#### Data to examine:
########################################

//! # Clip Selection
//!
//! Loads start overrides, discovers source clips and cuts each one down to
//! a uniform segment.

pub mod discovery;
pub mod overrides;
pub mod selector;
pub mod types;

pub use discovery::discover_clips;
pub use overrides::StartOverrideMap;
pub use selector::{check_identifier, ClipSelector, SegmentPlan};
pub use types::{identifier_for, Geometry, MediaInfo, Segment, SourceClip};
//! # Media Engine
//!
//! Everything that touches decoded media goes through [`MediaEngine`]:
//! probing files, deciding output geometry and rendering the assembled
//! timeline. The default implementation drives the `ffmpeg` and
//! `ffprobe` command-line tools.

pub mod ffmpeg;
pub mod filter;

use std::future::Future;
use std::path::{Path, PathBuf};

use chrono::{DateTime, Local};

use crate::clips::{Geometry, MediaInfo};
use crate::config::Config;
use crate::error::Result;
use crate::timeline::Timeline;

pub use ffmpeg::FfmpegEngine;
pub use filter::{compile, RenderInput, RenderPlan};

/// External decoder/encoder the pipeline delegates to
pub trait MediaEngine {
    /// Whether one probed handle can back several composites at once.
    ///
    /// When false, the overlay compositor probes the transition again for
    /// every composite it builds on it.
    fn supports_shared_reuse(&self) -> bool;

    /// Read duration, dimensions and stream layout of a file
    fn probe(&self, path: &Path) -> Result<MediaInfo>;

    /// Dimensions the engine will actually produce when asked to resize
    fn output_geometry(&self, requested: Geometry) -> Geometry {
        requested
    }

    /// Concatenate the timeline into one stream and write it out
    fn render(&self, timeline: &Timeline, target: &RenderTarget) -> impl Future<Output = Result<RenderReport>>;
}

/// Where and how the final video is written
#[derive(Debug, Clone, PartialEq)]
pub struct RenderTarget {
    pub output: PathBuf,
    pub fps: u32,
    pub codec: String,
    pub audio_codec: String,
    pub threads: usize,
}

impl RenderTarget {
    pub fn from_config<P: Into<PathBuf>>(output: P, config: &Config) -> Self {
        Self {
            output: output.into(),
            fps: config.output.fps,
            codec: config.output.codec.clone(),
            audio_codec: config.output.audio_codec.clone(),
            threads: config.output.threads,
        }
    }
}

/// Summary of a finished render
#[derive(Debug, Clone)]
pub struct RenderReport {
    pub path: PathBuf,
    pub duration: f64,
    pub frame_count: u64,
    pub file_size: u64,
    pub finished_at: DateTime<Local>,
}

########################################

#### Your assignment:
Only one span of lines is wanted: the line with "pub struct RenderReport" and every line after it to the end of the entries, output exactly.

#### Answer for the task:
pub struct RenderReport {
    pub path: PathBuf,
    pub duration: f64,
    pub frame_count: u64,
    pub file_size: u64,
    pub finished_at: DateTime<Local>,
}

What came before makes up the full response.